### Assignment
For each line in the records, produce an exact copy.

[Saved entries]
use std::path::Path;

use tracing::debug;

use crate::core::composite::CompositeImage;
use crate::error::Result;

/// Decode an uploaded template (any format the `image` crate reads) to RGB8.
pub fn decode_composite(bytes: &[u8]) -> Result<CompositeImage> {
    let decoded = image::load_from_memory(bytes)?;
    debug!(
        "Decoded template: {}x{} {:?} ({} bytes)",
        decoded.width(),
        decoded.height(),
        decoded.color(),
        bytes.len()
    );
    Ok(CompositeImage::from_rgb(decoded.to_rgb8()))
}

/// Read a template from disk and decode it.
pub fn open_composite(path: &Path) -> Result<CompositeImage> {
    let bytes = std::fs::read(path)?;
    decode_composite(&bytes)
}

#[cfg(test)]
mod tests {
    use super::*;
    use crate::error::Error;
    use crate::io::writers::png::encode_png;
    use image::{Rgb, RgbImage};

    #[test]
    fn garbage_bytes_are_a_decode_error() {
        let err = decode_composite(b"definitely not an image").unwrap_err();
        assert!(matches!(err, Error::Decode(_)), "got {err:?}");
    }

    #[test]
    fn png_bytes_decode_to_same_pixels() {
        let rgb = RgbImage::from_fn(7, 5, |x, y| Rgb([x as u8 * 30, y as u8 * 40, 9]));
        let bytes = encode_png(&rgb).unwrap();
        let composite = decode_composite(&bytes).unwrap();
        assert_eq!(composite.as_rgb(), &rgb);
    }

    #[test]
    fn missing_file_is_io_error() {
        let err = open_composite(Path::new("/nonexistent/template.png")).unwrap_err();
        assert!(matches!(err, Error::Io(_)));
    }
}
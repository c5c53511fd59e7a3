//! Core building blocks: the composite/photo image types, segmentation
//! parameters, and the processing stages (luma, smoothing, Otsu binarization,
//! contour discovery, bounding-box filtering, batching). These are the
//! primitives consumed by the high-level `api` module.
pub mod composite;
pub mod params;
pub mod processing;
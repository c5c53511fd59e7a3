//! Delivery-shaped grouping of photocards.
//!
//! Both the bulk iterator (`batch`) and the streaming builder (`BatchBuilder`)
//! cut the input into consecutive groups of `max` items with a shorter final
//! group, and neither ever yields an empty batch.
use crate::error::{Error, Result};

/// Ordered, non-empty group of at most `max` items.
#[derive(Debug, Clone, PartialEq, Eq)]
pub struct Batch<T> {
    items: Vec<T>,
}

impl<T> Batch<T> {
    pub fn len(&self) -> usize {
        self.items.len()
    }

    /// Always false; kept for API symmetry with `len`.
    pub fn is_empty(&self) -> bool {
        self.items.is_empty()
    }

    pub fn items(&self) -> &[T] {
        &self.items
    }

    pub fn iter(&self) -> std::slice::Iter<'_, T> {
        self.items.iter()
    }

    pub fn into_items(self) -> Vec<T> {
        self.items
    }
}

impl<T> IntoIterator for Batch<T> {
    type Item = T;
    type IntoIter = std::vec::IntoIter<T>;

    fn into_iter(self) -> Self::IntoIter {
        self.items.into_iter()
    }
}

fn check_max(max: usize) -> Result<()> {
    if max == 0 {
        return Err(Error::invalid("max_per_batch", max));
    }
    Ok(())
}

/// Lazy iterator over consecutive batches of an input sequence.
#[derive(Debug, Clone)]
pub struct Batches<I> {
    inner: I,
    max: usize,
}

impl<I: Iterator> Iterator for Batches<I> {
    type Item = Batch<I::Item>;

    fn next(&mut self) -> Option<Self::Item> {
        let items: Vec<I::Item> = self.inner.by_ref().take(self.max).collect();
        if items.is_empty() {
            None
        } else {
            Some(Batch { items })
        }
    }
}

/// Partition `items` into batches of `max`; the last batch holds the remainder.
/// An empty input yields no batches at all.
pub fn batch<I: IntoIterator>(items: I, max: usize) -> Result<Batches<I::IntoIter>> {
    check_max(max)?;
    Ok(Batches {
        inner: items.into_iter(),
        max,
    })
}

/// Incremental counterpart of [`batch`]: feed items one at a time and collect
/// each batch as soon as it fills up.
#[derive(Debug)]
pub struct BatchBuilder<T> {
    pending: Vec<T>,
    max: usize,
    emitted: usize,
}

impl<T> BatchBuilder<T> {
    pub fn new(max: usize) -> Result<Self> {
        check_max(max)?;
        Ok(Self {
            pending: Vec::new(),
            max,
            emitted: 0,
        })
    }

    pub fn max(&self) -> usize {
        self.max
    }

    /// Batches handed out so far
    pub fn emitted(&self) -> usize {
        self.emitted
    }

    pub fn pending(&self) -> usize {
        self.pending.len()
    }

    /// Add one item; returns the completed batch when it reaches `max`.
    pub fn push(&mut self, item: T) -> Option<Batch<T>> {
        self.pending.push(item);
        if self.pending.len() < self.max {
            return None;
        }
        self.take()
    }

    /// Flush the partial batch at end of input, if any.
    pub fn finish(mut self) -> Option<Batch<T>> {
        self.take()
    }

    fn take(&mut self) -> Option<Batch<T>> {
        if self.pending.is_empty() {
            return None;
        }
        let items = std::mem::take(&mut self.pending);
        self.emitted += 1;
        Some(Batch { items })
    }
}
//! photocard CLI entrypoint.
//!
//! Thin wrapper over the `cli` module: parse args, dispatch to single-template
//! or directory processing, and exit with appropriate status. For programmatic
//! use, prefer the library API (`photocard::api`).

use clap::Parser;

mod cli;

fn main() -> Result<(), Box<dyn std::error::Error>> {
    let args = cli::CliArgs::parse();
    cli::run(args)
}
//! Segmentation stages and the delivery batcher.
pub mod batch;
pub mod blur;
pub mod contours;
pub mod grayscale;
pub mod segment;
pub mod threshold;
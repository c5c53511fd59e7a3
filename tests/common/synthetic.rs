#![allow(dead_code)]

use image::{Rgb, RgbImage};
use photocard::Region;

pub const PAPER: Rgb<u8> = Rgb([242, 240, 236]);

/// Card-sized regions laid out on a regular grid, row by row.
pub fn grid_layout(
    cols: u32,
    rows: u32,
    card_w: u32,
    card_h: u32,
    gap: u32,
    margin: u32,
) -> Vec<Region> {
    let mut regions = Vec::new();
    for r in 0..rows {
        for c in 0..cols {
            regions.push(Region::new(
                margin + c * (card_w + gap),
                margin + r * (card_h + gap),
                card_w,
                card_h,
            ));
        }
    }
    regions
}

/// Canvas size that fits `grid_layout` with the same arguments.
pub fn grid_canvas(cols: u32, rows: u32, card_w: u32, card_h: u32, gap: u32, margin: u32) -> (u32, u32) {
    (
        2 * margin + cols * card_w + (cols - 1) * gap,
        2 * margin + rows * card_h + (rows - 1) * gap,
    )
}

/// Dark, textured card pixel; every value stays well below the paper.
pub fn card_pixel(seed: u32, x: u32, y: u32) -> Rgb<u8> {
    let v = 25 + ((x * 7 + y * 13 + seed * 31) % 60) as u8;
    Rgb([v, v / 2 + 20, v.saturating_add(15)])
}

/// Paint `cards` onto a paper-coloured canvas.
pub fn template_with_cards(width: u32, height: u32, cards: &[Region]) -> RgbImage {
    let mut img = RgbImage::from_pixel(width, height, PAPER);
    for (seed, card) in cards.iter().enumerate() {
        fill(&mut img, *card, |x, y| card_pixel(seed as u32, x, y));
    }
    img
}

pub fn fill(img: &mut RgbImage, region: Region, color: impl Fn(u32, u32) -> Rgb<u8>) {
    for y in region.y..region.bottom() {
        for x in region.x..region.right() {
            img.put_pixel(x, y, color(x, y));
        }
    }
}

### Response
use std::path::Path;

use tracing::debug;

use crate::core::composite::CompositeImage;
use crate::error::Result;

/// Decode an uploaded template (any format the `image` crate reads) to RGB8.
pub fn decode_composite(bytes: &[u8]) -> Result<CompositeImage> {
    let decoded = image::load_from_memory(bytes)?;
    debug!(
        "Decoded template: {}x{} {:?} ({} bytes)",
        decoded.width(),
        decoded.height(),
        decoded.color(),
        bytes.len()
    );
    Ok(CompositeImage::from_rgb(decoded.to_rgb8()))
}

/// Read a template from disk and decode it.
pub fn open_composite(path: &Path) -> Result<CompositeImage> {
    let bytes = std::fs::read(path)?;
    decode_composite(&bytes)
}

#[cfg(test)]
mod tests {
    use super::*;
    use crate::error::Error;
    use crate::io::writers::png::encode_png;
    use image::{Rgb, RgbImage};

    #[test]
    fn garbage_bytes_are_a_decode_error() {
        let err = decode_composite(b"definitely not an image").unwrap_err();
        assert!(matches!(err, Error::Decode(_)), "got {err:?}");
    }

    #[test]
    fn png_bytes_decode_to_same_pixels() {
        let rgb = RgbImage::from_fn(7, 5, |x, y| Rgb([x as u8 * 30, y as u8 * 40, 9]));
        let bytes = encode_png(&rgb).unwrap();
        let composite = decode_composite(&bytes).unwrap();
        assert_eq!(composite.as_rgb(), &rgb);
    }

    #[test]
    fn missing_file_is_io_error() {
        let err = open_composite(Path::new("/nonexistent/template.png")).unwrap_err();
        assert!(matches!(err, Error::Io(_)));
    }
}
repository c5c53511fd59e7a3
//! Core building blocks: the composite/photo image types, segmentation
//! parameters, and the processing stages (luma, smoothing, Otsu binarization,
//! contour discovery, bounding-box filtering, batching). These are the
//! primitives consumed by the high-level `api` module.
pub mod composite;
pub mod params;
pub mod processing;
repository c5c53511fd59e7a3
//! Delivery-shaped grouping of photocards.
//!
//! Both the bulk iterator (`batch`) and the streaming builder (`BatchBuilder`)
//! cut the input into consecutive groups of `max` items with a shorter final
//! group, and neither ever yields an empty batch.
use crate::error::{Error, Result};

/// Ordered, non-empty group of at most `max` items.
#[derive(Debug, Clone, PartialEq, Eq)]
pub struct Batch<T> {
    items: Vec<T>,
}

impl<T> Batch<T> {
    pub fn len(&self) -> usize {
        self.items.len()
    }

    /// Always false; kept for API symmetry with `len`.
    pub fn is_empty(&self) -> bool {
        self.items.is_empty()
    }

    pub fn items(&self) -> &[T] {
        &self.items
    }

    pub fn iter(&self) -> std::slice::Iter<'_, T> {
        self.items.iter()
    }

    pub fn into_items(self) -> Vec<T> {
        self.items
    }
}

impl<T> IntoIterator for Batch<T> {
    type Item = T;
    type IntoIter = std::vec::IntoIter<T>;

    fn into_iter(self) -> Self::IntoIter {
        self.items.into_iter()
    }
}

fn check_max(max: usize) -> Result<()> {
    if max == 0 {
        return Err(Error::invalid("max_per_batch", max));
    }
    Ok(())
}

/// Lazy iterator over consecutive batches of an input sequence.
#[derive(Debug, Clone)]
pub struct Batches<I> {
    inner: I,
    max: usize,
}

impl<I: Iterator> Iterator for Batches<I> {
    type Item = Batch<I::Item>;

    fn next(&mut self) -> Option<Self::Item> {
        let items: Vec<I::Item> = self.inner.by_ref().take(self.max).collect();
        if items.is_empty() {
            None
        } else {
            Some(Batch { items })
        }
    }
}

/// Partition `items` into batches of `max`; the last batch holds the remainder.
/// An empty input yields no batches at all.
pub fn batch<I: IntoIterator>(items: I, max: usize) -> Result<Batches<I::IntoIter>> {
    check_max(max)?;
    Ok(Batches {
        inner: items.into_iter(),
        max,
    })
}

/// Incremental counterpart of [`batch`]: feed items one at a time and collect
/// each batch as soon as it fills up.
#[derive(Debug)]
pub struct BatchBuilder<T> {
    pending: Vec<T>,
    max: usize,
    emitted: usize,
}

impl<T> BatchBuilder<T> {
    pub fn new(max: usize) -> Result<Self> {
        check_max(max)?;
        Ok(Self {
            pending: Vec::new(),
            max,
            emitted: 0,
        })
    }

    pub fn max(&self) -> usize {
        self.max
    }

    /// Batches handed out so far
    pub fn emitted(&self) -> usize {
        self.emitted
    }

    pub fn pending(&self) -> usize {
        self.pending.len()
    }

    /// Add one item; returns the completed batch when it reaches `max`.
    pub fn push(&mut self, item: T) -> Option<Batch<T>> {
        self.pending.push(item);
        if self.pending.len() < self.max {
            return None;
        }
        self.take()
    }

    /// Flush the partial batch at end of input, if any.
    pub fn finish(mut self) -> Option<Batch<T>> {
        self.take()
    }

    fn take(&mut self) -> Option<Batch<T>> {
        if self.pending.is_empty() {
            return None;
        }
        let items = std::mem::take(&mut self.pending);
        self.emitted += 1;
        Some(Batch { items })
    }
}
//! photocard CLI entrypoint.
//!
//! Thin wrapper over the `cli` module: parse args, dispatch to single-template
//! or directory processing, and exit with appropriate status. For programmatic
//! use, prefer the library API (`photocard::api`).

use clap::Parser;

mod cli;

fn main() -> Result<(), Box<dyn std::error::Error>> {
    let args = cli::CliArgs::parse();
    cli::run(args)
}
//! Segmentation stages and the delivery batcher.
pub mod batch;
pub mod blur;
pub mod contours;
pub mod grayscale;
pub mod segment;
pub mod threshold;
repository c5c53511fd59e7a3
filename tests/common/synthetic.rs
#![allow(dead_code)]

use image::{Rgb, RgbImage};
use photocard::Region;

pub const PAPER: Rgb<u8> = Rgb([242, 240, 236]);

/// Card-sized regions laid out on a regular grid, row by row.
pub fn grid_layout(
    cols: u32,
    rows: u32,
    card_w: u32,
    card_h: u32,
    gap: u32,
    margin: u32,
) -> Vec<Region> {
    let mut regions = Vec::new();
    for r in 0..rows {
        for c in 0..cols {
            regions.push(Region::new(
                margin + c * (card_w + gap),
                margin + r * (card_h + gap),
                card_w,
                card_h,
            ));
        }
    }
    regions
}

/// Canvas size that fits `grid_layout` with the same arguments.
pub fn grid_canvas(cols: u32, rows: u32, card_w: u32, card_h: u32, gap: u32, margin: u32) -> (u32, u32) {
    (
        2 * margin + cols * card_w + (cols - 1) * gap,
        2 * margin + rows * card_h + (rows - 1) * gap,
    )
}

/// Dark, textured card pixel; every value stays well below the paper.
pub fn card_pixel(seed: u32, x: u32, y: u32) -> Rgb<u8> {
    let v = 25 + ((x * 7 + y * 13 + seed * 31) % 60) as u8;
    Rgb([v, v / 2 + 20, v.saturating_add(15)])
}

/// Paint `cards` onto a paper-coloured canvas.
pub fn template_with_cards(width: u32, height: u32, cards: &[Region]) -> RgbImage {
    let mut img = RgbImage::from_pixel(width, height, PAPER);
    for (seed, card) in cards.iter().enumerate() {
        fill(&mut img, *card, |x, y| card_pixel(seed as u32, x, y));
    }
    img
}

pub fn fill(img: &mut RgbImage, region: Region, color: impl Fn(u32, u32) -> Rgb<u8>) {
    for y in region.y..region.bottom() {
        for x in region.x..region.right() {
            img.put_pixel(x, y, color(x, y));
        }
    }
}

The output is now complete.